The committee rejected amendments to alter the no-cost sugar program and also voted not to remove the Dairy Market Stabilization Program (DMSP) from the new dairy program. The sugar industry generates $20 billion annually and creates 142,000 jobs. Dairy is a mainstay of agriculture in many states and eliminating the supply management provision would be disastrous, leading to a repeat of low prices the industry has seen in the past few years.

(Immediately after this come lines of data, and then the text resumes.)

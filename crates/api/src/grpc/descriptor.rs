//! Descriptor of `order.proto`, matching the messages in [`super::pb`].

use prost_types::field_descriptor_proto::{Label, Type};
use prost_types::{
    DescriptorProto, FieldDescriptorProto, FileDescriptorProto, FileDescriptorSet,
    MethodDescriptorProto, ServiceDescriptorProto,
};

const PACKAGE: &str = "pb";

/// The descriptor set registered with the reflection service.
pub fn file_descriptor_set() -> FileDescriptorSet {
    FileDescriptorSet {
        file: vec![order_proto()],
    }
}

fn order_proto() -> FileDescriptorProto {
    FileDescriptorProto {
        name: Some("order.proto".to_string()),
        package: Some(PACKAGE.to_string()),
        message_type: vec![
            message(
                "CreateOrderRequest",
                vec![
                    scalar("id", 1, Type::String),
                    scalar("price", 2, Type::Double),
                    scalar("tax", 3, Type::Double),
                ],
            ),
            message(
                "OrderResponse",
                vec![
                    scalar("id", 1, Type::String),
                    scalar("price", 2, Type::Double),
                    scalar("tax", 3, Type::Double),
                    scalar("final_price", 4, Type::Double),
                ],
            ),
            message("ListOrdersRequest", Vec::new()),
            message(
                "OrderList",
                vec![FieldDescriptorProto {
                    label: Some(Label::Repeated as i32),
                    r#type: Some(Type::Message as i32),
                    type_name: Some(qualified("OrderResponse")),
                    ..scalar("orders", 1, Type::Message)
                }],
            ),
        ],
        service: vec![ServiceDescriptorProto {
            name: Some("OrderService".to_string()),
            method: vec![
                method("CreateOrder", "CreateOrderRequest", "OrderResponse"),
                method("ListOrders", "ListOrdersRequest", "OrderList"),
            ],
            ..Default::default()
        }],
        syntax: Some("proto3".to_string()),
        ..Default::default()
    }
}

fn message(name: &str, field: Vec<FieldDescriptorProto>) -> DescriptorProto {
    DescriptorProto {
        name: Some(name.to_string()),
        field,
        ..Default::default()
    }
}

fn scalar(name: &str, number: i32, kind: Type) -> FieldDescriptorProto {
    FieldDescriptorProto {
        name: Some(name.to_string()),
        number: Some(number),
        label: Some(Label::Optional as i32),
        r#type: Some(kind as i32),
        json_name: Some(json_name(name)),
        ..Default::default()
    }
}

fn method(name: &str, input: &str, output: &str) -> MethodDescriptorProto {
    MethodDescriptorProto {
        name: Some(name.to_string()),
        input_type: Some(qualified(input)),
        output_type: Some(qualified(output)),
        ..Default::default()
    }
}

fn qualified(message: &str) -> String {
    format!(".{PACKAGE}.{message}")
}

/// `final_price` -> `finalPrice`, as protoc derives it.
fn json_name(field: &str) -> String {
    let mut out = String::with_capacity(field.len());
    let mut upper = false;
    for c in field.chars() {
        if c == '_' {
            upper = true;
        } else if upper {
            out.extend(c.to_uppercase());
            upper = false;
        } else {
            out.push(c);
        }
    }
    out
}
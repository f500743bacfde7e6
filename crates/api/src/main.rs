//! API server entry point.

use std::future::IntoFuture;
use std::net::SocketAddr;

use api::config::{BackendConfig, Config};
use order_store::OrderBackend;
use tokio::signal;
use tokio::sync::watch;
use tracing_subscriber::EnvFilter;
use tracing_subscriber::layer::SubscriberExt;
use tracing_subscriber::util::SubscriberInitExt;

/// Waits for a shutdown signal (SIGINT or SIGTERM).
async fn shutdown_signal() {
    let ctrl_c = async {
        signal::ctrl_c()
            .await
            .expect("failed to install SIGINT handler");
    };

    #[cfg(unix)]
    let terminate = async {
        signal::unix::signal(signal::unix::SignalKind::terminate())
            .expect("failed to install SIGTERM handler")
            .recv()
            .await;
    };

    #[cfg(not(unix))]
    let terminate = std::future::pending::<()>();

    tokio::select! {
        () = ctrl_c => {
            tracing::info!("received SIGINT, starting graceful shutdown");
        }
        () = terminate => {
            tracing::info!("received SIGTERM, starting graceful shutdown");
        }
    }
}

/// Resolves once the shutdown signal has been broadcast.
async fn shutdown_requested(mut rx: watch::Receiver<()>) {
    let _ = rx.changed().await;
}

#[tokio::main]
async fn main() {
    let config = Config::from_env();

    // 1. Initialize tracing
    tracing_subscriber::registry()
        .with(EnvFilter::try_new(&config.log_level).unwrap_or_else(|_| EnvFilter::new("info")))
        .with(tracing_subscriber::fmt::layer())
        .init();

    // 2. Install Prometheus metrics recorder
    let metrics_handle = metrics_exporter_prometheus::PrometheusBuilder::new()
        .install_recorder()
        .expect("failed to install Prometheus recorder");

    // 3. Open the order repository
    let backend = match config.backend().expect("invalid configuration") {
        BackendConfig::Memory => OrderBackend::in_memory(),
        BackendConfig::Postgres {
            url,
            max_connections,
        } => OrderBackend::connect(&url, max_connections)
            .await
            .expect("failed to connect to PostgreSQL"),
    };
    tracing::info!(backend = backend.kind(), "order repository ready");

    // 4. Wire use cases and event subscribers
    let state = api::create_default_state(backend)
        .await
        .expect("failed to register event handlers");
    let app = api::create_app(state.clone(), metrics_handle);
    let grpc = api::create_grpc_router(state.clone())
        .await
        .expect("failed to build gRPC server");

    // 5. Start both servers; one signal stops them
    let (shutdown_tx, shutdown_rx) = watch::channel(());
    tokio::spawn(async move {
        shutdown_signal().await;
        let _ = shutdown_tx.send(());
    });

    let addr = config.addr();
    let grpc_addr: SocketAddr = config
        .grpc_addr()
        .parse()
        .expect("invalid gRPC address");
    tracing::info!(%addr, %grpc_addr, "starting API servers");

    let listener = tokio::net::TcpListener::bind(&addr)
        .await
        .expect("failed to bind address");
    let http = axum::serve(listener, app)
        .with_graceful_shutdown(shutdown_requested(shutdown_rx.clone()))
        .into_future();
    let grpc = grpc.serve_with_shutdown(grpc_addr, shutdown_requested(shutdown_rx));

    let (http_result, grpc_result) = tokio::join!(http, grpc);
    if let Err(err) = http_result {
        tracing::error!(error = %err, "HTTP server error");
    }
    if let Err(err) = grpc_result {
        tracing::error!(error = %err, "gRPC server error");
    }

    state.dispatcher.clear().await;
    tracing::info!("server shut down gracefully");
}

A recent National Farmers Union poll found that preserving conservation programs is a priority for farmers across the country. The committee did just that and in an effort to help local producers, the Act encourages federal nutrition program beneficiaries to use their benefits to purchase local and regional food. The committee also gave a thumbs up to the Risk Management Agency to complete its organic price series. A win for organic producers, ensuring that they are indemnified at organic market prices.
On the downside, the energy title received no mandatory funding. Discretionary funds are to be awarded annually by appropriation and lacks a secure multi-year funding mechanism to promote renewable energy investment.
Another step backward is the approval of an amendment weakening Country-of-Origin Labeling (COOL). Consumers want to know where their food comes from and it’s a disappointing turn away from respecting the rights of American consumers.
However, the cruelest cuts of all were aimed at the nutrition title. America still faces economic challenges: $16 billion in cuts from such an important safety net for so many people is downright heartless and frankly, politically impractical. Senate leadership has made clear they are not agreeable to massive cuts in feeding programs for hungry families during these difficult times.
The current farm bill expires on September 30.